Desiree Fiske
Fields of Study: International Relations, Political Theory, and Environmental Politics and Policy
About: Desirée is a Ph.D. candidate in the Department of Political Science. She obtained her B.A. in Political Science from the University of Massachusetts Amherst and earned a Five Colleges’ Certificate in International Relations. Desirée joined the Political Science Department in 2013 to pursue her Master’s Degree (2015) and enrolled in the Ph.D. program to continue her studies in Global Environmental Governance. Desirée’s dissertation research captures a broad range of the discipline – exploring the discursive impacts of the Anthropocene through case studies of UNESCO’s Man and the Biosphere Programme (MAB) and its global Biosphere Reserves. Her research reveals tensions between concepts of conservation and sustainable development in light of rapid environmental change and narratives of “humans as a geological force.” The data collected in the research project has the potential to inform MAB and biosphere reserves on the organizational capacity of sites and the diverse interests across the network and between institutional levels of governance.

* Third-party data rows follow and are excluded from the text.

pub mod health;
pub mod resumes;

use axum::{
    routing::{get, post},
    Router,
};

use crate::state::AppState;

pub fn build_router(state: AppState) -> Router {
    Router::new()
        .route("/health", get(health::health_handler))
        .route("/api/v1/resumes/process", post(resumes::handle_process_resume))
        .route(
            "/api/v1/profiles/recommendations",
            post(resumes::handle_recommendations),
        )
        .with_state(state)
}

Desirée is a Research Fellow with the Earth System Governance Project, former Sustainable Leadership Fellow (2018-2019) with the School of Global Environmental Sustainability (SoGES), Graduate Student Project Manager for the Global Challenges Research Team: World Wide Views on Climate and Energy with SoGES (2015-2016), Site Host Manager for World Wide Views on Climate and Energy (2015), former graduate teaching assistant (2013-2019), and an Instructor for the Department. Desirée also works for Rocky Mountain National Park on visitor use management issues.